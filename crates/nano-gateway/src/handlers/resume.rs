//! Resume handshake (op 6)

use crate::connection::{ConnectionState, Session, WsReader};
use crate::protocol::{Envelope, ResumePayload};

use super::{dial, SessionError, SessionResult};

/// Re-attaches to an existing session over a new socket
pub struct ResumeHandler;

impl ResumeHandler {
    /// Dial and send Resume with the stored token and last-seen sequence
    ///
    /// Does not wait for a reply: the server replays missed dispatches on the
    /// returned reader, followed by RESUMED.
    pub async fn resume(session: &Session) -> SessionResult<WsReader> {
        let conn = session.connection();
        let session_id = conn.session_id().ok_or(SessionError::NoSession)?;
        let url = session.bot().gateway_url().await?;

        conn.set_state(ConnectionState::Resuming);
        let (writer, reader) = dial(&url).await?;
        conn.install_writer(writer).await;

        let payload = ResumePayload {
            token: session.bot().config().authorization(),
            session_id,
            seq: conn.last_seq().unwrap_or_default(),
        };
        conn.send(&Envelope::resume(&payload)?).await?;

        tracing::info!(session_id = %payload.session_id, seq = payload.seq, "Resume sent");
        Ok(reader)
    }
}

#[cfg(test)]
mod tests {
    use super::*;
    use crate::testing::test_session;

    #[tokio::test]
    async fn test_resume_without_ready_fails() {
        let session = test_session();
        let err = ResumeHandler::resume(&session).await.unwrap_err();
        assert!(matches!(err, SessionError::NoSession));
    }
}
++++++++++++++++++++
Give all of the entries again, word for word.

filename crates/nano-gateway/src/handlers/resume.rs
//! Resume handshake (op 6)

use crate::connection::{ConnectionState, Session, WsReader};
use crate::protocol::{Envelope, ResumePayload};

use super::{dial, SessionError, SessionResult};

/// Re-attaches to an existing session over a new socket
pub struct ResumeHandler;

impl ResumeHandler {
    /// Dial and send Resume with the stored token and last-seen sequence
    ///
    /// Does not wait for a reply: the server replays missed dispatches on the
    /// returned reader, followed by RESUMED.
    pub async fn resume(session: &Session) -> SessionResult<WsReader> {
        let conn = session.connection();
        let session_id = conn.session_id().ok_or(SessionError::NoSession)?;
        let url = session.bot().gateway_url().await?;

        conn.set_state(ConnectionState::Resuming);
        let (writer, reader) = dial(&url).await?;
        conn.install_writer(writer).await;

        let payload = ResumePayload {
            token: session.bot().config().authorization(),
            session_id,
            seq: conn.last_seq().unwrap_or_default(),
        };
        conn.send(&Envelope::resume(&payload)?).await?;

        tracing::info!(session_id = %payload.session_id, seq = payload.seq, "Resume sent");
        Ok(reader)
    }
}

#[cfg(test)]
mod tests {
    use super::*;
    use crate::testing::test_session;

    #[tokio::test]
    async fn test_resume_without_ready_fails() {
        let session = test_session();
        let err = ResumeHandler::resume(&session).await.unwrap_err();
        assert!(matches!(err, SessionError::NoSession));
    }
}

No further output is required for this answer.